Her list of publications and papers is mind-boggling, as she travelled from the Northeast to the Andamans, Lakshadweep and Indonesia, to Portugal, Italy and Greece, to the USSR, South America, Southeast Asia and Australia; speaking at conferences, uncovering and sharing data and information, making friends and admirers everywhere. She wore her scholarship and international renown lightly but was never casual about scholarship itself. Nothing made her crosser than superficial generalisations unbacked by research and hard facts. She was a purist too, disliking some of the aberrant directions Indian craft had taken in search of new markets. Her disapproval of “those horrible synthetic black mannequins” we used to display garments at Dastkar exhibitions was a fond joke.

Nevertheless, she was far from the stereotype singleminded strait-laced academic, beginning with her inter-community romance and marriage in England – a Bengali girl marrying a Tamil-Brahmin in the 1950s.
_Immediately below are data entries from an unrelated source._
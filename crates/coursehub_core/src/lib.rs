pub mod catalog;
pub mod domain;
pub mod effects;
pub mod error;
pub mod ports;
pub mod workflow;

pub use catalog::{Category, ContextShape, Major, Semester, UnknownKey, Year};
pub use domain::{AcademicContext, AskRequest, ChatMessage, ChatRole, Course, CourseFile, FileQuery};
pub use effects::{Completion, Effect, Ticket};
pub use error::{FetchError, FetchTarget, ValidationError, WorkflowError};
pub use ports::{CourseCatalogService, PortError, PortResult, QuestionAnsweringService};
pub use workflow::{FileListing, Phase, SetupForm, Workflow, NO_ANSWER_PLACEHOLDER};
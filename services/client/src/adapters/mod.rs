pub mod fixture;
pub mod http;
pub mod wire;

pub use fixture::StaticCatalog;
pub use http::HttpBackend;
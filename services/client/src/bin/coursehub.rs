//! services/client/src/bin/coursehub.rs

use client_lib::{
    commands::{self, Command, HELP},
    config::Config,
    error::ClientError,
    session::{state::Services, Session},
    view,
};
use coursehub_core::workflow::Workflow;
use tokio::io::{AsyncBufReadExt, BufReader};
use tracing::{info, warn};
use tracing_subscriber::{layer::SubscriberExt, util::SubscriberInitExt};

#[tokio::main(flavor = "current_thread")]
async fn main() -> Result<(), ClientError> {
    // --- 1. Load Configuration & Set Up Logging ---
    let config = Config::from_env()?;
    tracing_subscriber::registry()
        .with(tracing_subscriber::EnvFilter::new(config.log_level.to_string()))
        .with(tracing_subscriber::fmt::layer().with_writer(std::io::stderr))
        .init();
    info!("Configuration loaded. Starting client...");

    // --- 2. Initialize Service Adapters & the Session ---
    let services = Services::from_config(&config)?;
    let mut session = Session::new(services, config.context_shape);

    println!("{}", view::render(session.workflow()));
    println!("{HELP}");

    // --- 3. Event Loop: terminal input and request completions ---
    let mut lines = BufReader::new(tokio::io::stdin()).lines();
    loop {
        tokio::select! {
            line = lines.next_line() => {
                let Some(line) = line? else {
                    info!("Input closed.");
                    break;
                };
                match commands::parse(&line) {
                    Ok(Some(Command::Quit)) => break,
                    Ok(Some(Command::Courses)) => {
                        print!("{}", view::render_courses(session.workflow()));
                        continue;
                    }
                    Ok(Some(command)) => run(&mut session, command),
                    Ok(None) => continue,
                    Err(e) => {
                        println!("{e}");
                        continue;
                    }
                }
            }
            Some(completion) = session.next_completion(), if session.in_flight() > 0 => {
                session.apply(completion);
            }
        }
        println!("{}", view::render(session.workflow()));
    }

    info!("Client stopped.");
    Ok(())
}

fn run(session: &mut Session, command: Command) {
    let outcome = match command {
        Command::Setup(form) => session.try_update(|wf| wf.complete_setup(&form)),
        Command::Show => Ok(()),
        Command::Open(target) => {
            let id = resolve_course(session.workflow(), &target);
            if !session.select_course_by_id(&id) {
                println!("No course '{target}' in the list.");
            }
            Ok(())
        }
        Command::Category(category) => {
            session.update(|wf| wf.select_category(category));
            Ok(())
        }
        Command::Switch => {
            session.update(|wf| {
                wf.open_category_gate();
                Vec::new()
            });
            Ok(())
        }
        Command::Close => {
            session.update(|wf| {
                wf.dismiss_category_gate();
                Vec::new()
            });
            Ok(())
        }
        Command::Back => {
            session.update(Workflow::back_to_courses);
            Ok(())
        }
        Command::Chat => {
            session.update(|wf| {
                wf.toggle_chat();
                Vec::new()
            });
            Ok(())
        }
        Command::Draft(text) => {
            session.update(|wf| {
                wf.set_question(text);
                Vec::new()
            });
            Ok(())
        }
        Command::Ask(question) => session.try_update(|wf| {
            let question = question.unwrap_or_else(|| wf.pending_question().to_string());
            wf.ask(question)
        }),
        Command::Dismiss => {
            session.update(|wf| {
                wf.dismiss_notice();
                Vec::new()
            });
            Ok(())
        }
        Command::Help => {
            println!("{HELP}");
            Ok(())
        }
        // Handled by the event loop.
        Command::Courses | Command::Quit => Ok(()),
    };
    if let Err(e) = outcome {
        warn!("{e}");
    }
}

/// Accepts either a course id or its 1-based position in the list.
fn resolve_course(wf: &Workflow, target: &str) -> String {
    target
        .parse::<usize>()
        .ok()
        .and_then(|n| n.checked_sub(1))
        .and_then(|i| wf.courses().get(i))
        .filter(|_| wf.find_course(target).is_none())
        .map(|course| course.id.clone())
        .unwrap_or_else(|| target.to_string())
}
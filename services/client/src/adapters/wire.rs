//! services/client/src/adapters/wire.rs
//!
//! Defines the JSON message formats exchanged with the course backend, and their
//! conversions into the core domain types.

use coursehub_core::domain::{Course, CourseFile};
use serde::{Deserialize, Deserializer, Serialize};

//=========================================================================================
// Responses FROM the Backend
//=========================================================================================

/// One entry of `GET /courses`.
#[derive(Deserialize, Debug)]
pub struct CourseDto {
    #[serde(deserialize_with = "opaque_id")]
    pub id: String,
    pub name: String,
    #[serde(default)]
    pub code: Option<String>,
}

/// One entry of `GET /courses/{id}/files`.
#[derive(Deserialize, Debug)]
pub struct FileDto {
    #[serde(deserialize_with = "opaque_id")]
    pub id: String,
    pub label: String,
    pub url: String,
    #[serde(default)]
    pub date: Option<String>,
}

/// The body of a `POST /ask` response. The answer field may be absent or null.
#[derive(Deserialize, Debug, Default)]
pub struct AnswerDto {
    #[serde(default)]
    pub answer: Option<String>,
}

//=========================================================================================
// Requests TO the Backend
//=========================================================================================

/// The body of `POST /ask`. `category` is serialized as `null` when unset.
#[derive(Serialize, Debug)]
pub struct AskBody<'a> {
    pub course_id: &'a str,
    pub category: Option<&'static str>,
    pub question: &'a str,
}

//=========================================================================================
// Conversions
//=========================================================================================

impl From<CourseDto> for Course {
    fn from(dto: CourseDto) -> Self {
        Self {
            id: dto.id,
            name: dto.name,
            code: dto.code,
        }
    }
}

impl From<FileDto> for CourseFile {
    fn from(dto: FileDto) -> Self {
        Self {
            id: dto.id,
            label: dto.label,
            url: dto.url,
            date: dto.date,
        }
    }
}

/// Ids are opaque; some backends emit them as numbers.
fn opaque_id<'de, D>(deserializer: D) -> Result<String, D::Error>
where
    D: Deserializer<'de>,
{
    #[derive(Deserialize)]
    #[serde(untagged)]
    enum RawId {
        Text(String),
        Number(serde_json::Number),
    }

    Ok(match RawId::deserialize(deserializer)? {
        RawId::Text(text) => text,
        RawId::Number(number) => number.to_string(),
    })
}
At her remembrance service, one of her research students told a lovely story of Varadarajan opening her wine cabinet one evening and discovering its rather meagre contents. “Put on some lipstick and let’s go,” she urged the young researcher, and off they went to a reception at one of the embassies, where they had several glasses each of a more satisfactory vintage.

And when she was invited to spend several months in Europe as a visiting scholar in the 1980s, she landed up in the office with a wonderful old Himachali woollen pattu, demanding I design a stylish coat for her, one that she could wear with her saris. I enjoyed that and so did she.

My favourite memory is when, in the midst of some scholarly get-together at the India International Centre, a long-lost male acquaintance came up and regaled us with rather raunchy anecdotes of their shared university days, (she was at Miranda House and then Cambridge) and how her voluptuous hourglass figure, in a tightly wrapped sari even then, was the cynosure of adolescent masculine eyes. It’s the only time I saw her disconcerted.

As much a part of her as her scholarship was her enormous generosity of spirit. She was always ready to share information, to introduce a researcher to a source, to act as a host and go-between for two people she felt would enjoy meeting one another. In the secretive, often suspicious world of academia this was quite rare. Her home was a haven to family, friends, visiting international scholars, young students. She opened many doors for me, both of knowledge and friendship, over the years. One sentence will always resonate: “To sacrifice craft traditions at the altar of modernity is tantamount to adding yet another dimension to the poverty of the mind.”

Thank you, dear Lotika. Rest in peace. I will miss you.

Laila Tyabji is the founder member and chairperson of Dastkar, an NGO working for the revival of traditional crafts in India.